I enjoyed the connection between a book I started reading this morning, and a new video from David Lane, a.k.a. neuralsurfer, I came across a few minutes later via a Lane Facebook post. Common theme: brain-produced hallucinations which can seem absolutely real to the person hallucinating.
The book is Oliver Sacks' "Hallucinations." Sacks is a professor of neurology who writes books about ways the brain produces unusual experiences.
Here's some of what I learned in the first few pages:
It is not always easy to discern where the boundary lies between hallucinations, misperception, and illusion. But generally, hallucinations are defined as percepts arising in the absence of any external reality -- seeing things or hearing things that are not there.
Perceptions are, to some degree, shareable -- you and I can agree that there is a tree; but if I say, "I see a tree there," and you see nothing of the sort, you will regard my "tree" as a hallucination, something concocted by my brain, or mind, and imperceptible to you or anyone else.
To the hallucinator, though, hallucinations seem very real; they can mimic perception in every respect, starting with the way they are projected into the external world.
...Hallucinations have always had an important place in our mental lives and in our culture. Indeed, one must wonder to what extent hallucinatory experiences have given rise to our art, folklore, and even religion.

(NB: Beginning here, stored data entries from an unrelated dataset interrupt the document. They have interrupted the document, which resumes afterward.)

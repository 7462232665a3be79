//! SQLite-backed artifact index.
//!
//! One row per `(group_id, artifact_id, version)` coordinate; writes are
//! idempotent upserts, so re-running a crawl converges to the same index.

use std::path::Path;

use mavix_schema::Artifact;
use rusqlite::{Connection, params};
use thiserror::Error;

const SCHEMA: &str = "
CREATE TABLE IF NOT EXISTS artifacts (
    group_id TEXT NOT NULL,
    artifact_id TEXT NOT NULL,
    version TEXT NOT NULL,
    supported_platforms TEXT,
    is_latest INTEGER NOT NULL,
    PRIMARY KEY (group_id, artifact_id, version)
);
";

#[derive(Error, Debug)]
pub enum StoreError {
    #[error("Database error: {0}")]
    Sqlite(#[from] rusqlite::Error),

    #[error("IO error: {0}")]
    Io(#[from] std::io::Error),

    #[error("Store worker is no longer running")]
    ActorDied,
}

/// One ranked search result.
#[derive(Debug, Clone, PartialEq, Eq)]
pub struct SearchHit {
    pub group_id: String,
    pub artifact_id: String,
    pub version: String,
    /// Platform tags, `None` for non-KMP artifacts.
    pub supported_platforms: Option<Vec<String>>,
    pub is_latest: bool,
}

/// Artifact index over one SQLite connection.
///
/// Connections are not `Sync`; mutating access during a crawl goes
/// through the actor in [`super::actor`], which owns its connection on a
/// dedicated thread. Read-only use (search) may open its own.
#[derive(Debug)]
pub struct IndexDb {
    conn: Connection,
}

impl IndexDb {
    /// Opens (creating if needed) the index database at `path`.
    ///
    /// # Errors
    ///
    /// Returns [`StoreError::Io`] if the parent directory cannot be
    /// created, or [`StoreError::Sqlite`] if the database cannot be
    /// opened or migrated.
    pub fn open(path: &Path) -> Result<Self, StoreError> {
        if let Some(parent) = path.parent() {
            std::fs::create_dir_all(parent)?;
        }
        Self::init(Connection::open(path)?)
    }

    /// In-memory database, for tests.
    ///
    /// # Errors
    ///
    /// Returns [`StoreError::Sqlite`] if the database cannot be created.
    pub fn open_in_memory() -> Result<Self, StoreError> {
        Self::init(Connection::open_in_memory()?)
    }

    fn init(conn: Connection) -> Result<Self, StoreError> {
        conn.execute_batch(SCHEMA)?;
        Ok(Self { conn })
    }

    /// Drops every indexed artifact.
    pub fn truncate(&self) -> Result<(), StoreError> {
        self.conn.execute("DELETE FROM artifacts", [])?;
        Ok(())
    }

    /// Upserts a batch in one transaction, keyed by coordinate.
    pub fn add_artifacts(&mut self, artifacts: &[Artifact]) -> Result<(), StoreError> {
        let tx = self.conn.transaction()?;
        {
            let mut stmt = tx.prepare_cached(
                "INSERT OR REPLACE INTO artifacts \
                 (group_id, artifact_id, version, supported_platforms, is_latest) \
                 VALUES (?1, ?2, ?3, ?4, ?5)",
            )?;
            for artifact in artifacts {
                let platforms = artifact
                    .supported_platforms
                    .as_ref()
                    .map(|tags| tags.iter().cloned().collect::<Vec<_>>().join(","));
                stmt.execute(params![
                    artifact.group_id,
                    artifact.artifact_id,
                    artifact.version,
                    platforms,
                    artifact.is_latest_version,
                ])?;
            }
        }
        tx.commit()?;
        Ok(())
    }

    /// Ranked name search: exact artifact-id matches first, then prefix
    /// matches, then substring matches; within a rank, latest versions
    /// first, then most recently indexed. An optional platform prompt
    /// keeps only KMP artifacts whose tag list contains it.
    pub fn search_ranked(
        &self,
        name_prompt: &str,
        platform_prompt: Option<&str>,
    ) -> Result<Vec<SearchHit>, StoreError> {
        let mut stmt = self.conn.prepare_cached(
            "SELECT group_id, artifact_id, version, supported_platforms, is_latest \
             FROM artifacts \
             WHERE instr(artifact_id, ?1) > 0 \
               AND (?2 IS NULL OR (supported_platforms IS NOT NULL \
                                   AND instr(supported_platforms, ?2) > 0)) \
             ORDER BY \
               CASE \
                 WHEN artifact_id = ?1 THEN 0 \
                 WHEN substr(artifact_id, 1, length(?1)) = ?1 THEN 1 \
                 ELSE 2 \
               END, \
               is_latest DESC, \
               rowid DESC",
        )?;
        let hits = stmt
            .query_map(params![name_prompt, platform_prompt], |row| {
                let platforms: Option<String> = row.get(3)?;
                Ok(SearchHit {
                    group_id: row.get(0)?,
                    artifact_id: row.get(1)?,
                    version: row.get(2)?,
                    supported_platforms: platforms
                        .map(|tags| tags.split(',').map(ToString::to_string).collect()),
                    is_latest: row.get(4)?,
                })
            })?
            .collect::<Result<Vec<_>, _>>()?;
        Ok(hits)
    }

    /// Number of indexed artifacts.
    pub fn count(&self) -> Result<u64, StoreError> {
        let count =
            self.conn
                .query_row("SELECT COUNT(*) FROM artifacts", [], |row| row.get::<_, u64>(0))?;
        Ok(count)
    }
}

#[cfg(test)]
mod tests {
    use super::*;
    use std::collections::BTreeSet;

    fn artifact(name: &str, version: &str, platforms: Option<&[&str]>, latest: bool) -> Artifact {
        Artifact {
            group_id: "org.example".into(),
            artifact_id: name.into(),
            version: version.into(),
            supported_platforms: platforms
                .map(|tags| tags.iter().map(ToString::to_string).collect::<BTreeSet<_>>()),
            is_latest_version: latest,
        }
    }

    #[test]
    fn upserting_the_same_coordinate_twice_keeps_the_last_write() {
        let mut db = IndexDb::open_in_memory().unwrap();
        db.add_artifacts(&[artifact("demo", "1.0", None, false)]).unwrap();
        db.add_artifacts(&[artifact("demo", "1.0", Some(&["jvm", "js"]), true)])
            .unwrap();

        assert_eq!(db.count().unwrap(), 1);
        let hits = db.search_ranked("demo", None).unwrap();
        assert_eq!(hits.len(), 1);
        assert_eq!(
            hits[0].supported_platforms,
            Some(vec!["js".to_string(), "jvm".to_string()])
        );
        assert!(hits[0].is_latest);
    }

    #[test]
    fn ranks_exact_above_prefix_above_substring() {
        let mut db = IndexDb::open_in_memory().unwrap();
        db.add_artifacts(&[
            artifact("my-ktor-utils", "1.0", None, true),
            artifact("ktor-client", "1.0", None, true),
            artifact("ktor", "1.0", None, true),
        ])
        .unwrap();

        let names: Vec<String> = db
            .search_ranked("ktor", None)
            .unwrap()
            .into_iter()
            .map(|hit| hit.artifact_id)
            .collect();
        assert_eq!(names, vec!["ktor", "ktor-client", "my-ktor-utils"]);
    }

    #[test]
    fn latest_versions_rank_first_within_a_name() {
        let mut db = IndexDb::open_in_memory().unwrap();
        db.add_artifacts(&[
            artifact("demo", "1.0", None, false),
            artifact("demo", "1.1", None, true),
            artifact("demo", "0.9", None, false),
        ])
        .unwrap();

        let versions: Vec<String> = db
            .search_ranked("demo", None)
            .unwrap()
            .into_iter()
            .map(|hit| hit.version)
            .collect();
        assert_eq!(versions[0], "1.1");
    }

    #[test]
    fn platform_prompt_filters_to_matching_kmp_artifacts() {
        let mut db = IndexDb::open_in_memory().unwrap();
        db.add_artifacts(&[
            artifact("kmp-lib", "1.0", Some(&["jvm", "native:linux_x64"]), true),
            artifact("jvm-only-lib", "1.0", None, true),
            artifact("js-lib", "1.0", Some(&["js"]), true),
        ])
        .unwrap();

        let hits = db.search_ranked("lib", Some("jvm")).unwrap();
        assert_eq!(hits.len(), 1);
        assert_eq!(hits[0].artifact_id, "kmp-lib");

        let native = db.search_ranked("lib", Some("native:linux_x64")).unwrap();
        assert_eq!(native.len(), 1);
    }

    #[test]
    fn truncate_empties_the_index() {
        let mut db = IndexDb::open_in_memory().unwrap();
        db.add_artifacts(&[artifact("demo", "1.0", None, true)]).unwrap();
        assert_eq!(db.count().unwrap(), 1);

        db.truncate().unwrap();
        assert_eq!(db.count().unwrap(), 0);
        assert!(db.search_ranked("demo", None).unwrap().is_empty());
    }
}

...Do "ecstatic" seizures, such as Dostoevsky had, play a part in generating our sense of the divine? Do out-of-body experiences allow the feeling that one can be disembodied? Does the substanceless of hallucinations encourage a belief in ghosts and spirits?
After putting down the book I watched Lane's "The Illusion of Certainty," a short 5:38 video about Faqir Chand. He was an Indian guru who realized how devotees' miraculous visions were produced by themselves, projections of their own desires and expectations.
Well-done, David Lane. I like the title.
Certainty is a subject I've blogged about a lot. Evolution/natural selection favors those who aren't paralyzed with indecision when confronted with, say, a tiger about to leap on them. Bursting into action by feeling certain about what to do, even if the decision isn't optimal, is better than remaining actionless.
And soon after, killed.
But it also is necessary to be in touch with reality. Hallucinating things that aren't there, or failing to see things that are there, also isn't conducive to staying alive. Or living productively.
However, hallucinations of supposed supernatural phenomena often can co-exist with someone living a more or less outwardly normal life. If someone's vision of a guru, heaven, angels, God, Jesus, or some other spiritual entity doesn't interfere with necessary practical actions and thoughts, then he/she can believe wrongly that reality has been augmented, rather than diminished.
The video makes a strong neuroscientific point: expectations and prior experiences have a big influence on perceptions.
My wife and I hate the brownish California ground squirrels which have migrated north and made Oregon their home. They dig destructive tunnels and can kill plantings with their chewing. But we like the native gray squirrels. Sometimes they can be hard to tell apart.
If we've been having problems with ground squirrels, often I'll look out the window and think "Damn! A ground squirrel is sitting on that rock!" However, a closer look reveals the truth: it's a lighter colored gray squirrel with its tail hidden (tails of the two species are quite different).
What I see is affected by my past experience and current expectations. Same goes for visions, hallucinations, illusions. If a religious devotee desperately wants to see God, guru, or whoever, his or her mind may oblige with a subjective perception that feels absolutely real.
Feeling certain about the objective reality of an experience is by no means a guarantee that what was experienced exists outside an individual's mind/brain. This is why demonstrable evidence or confirmation by other sources is so important to truth-seekers.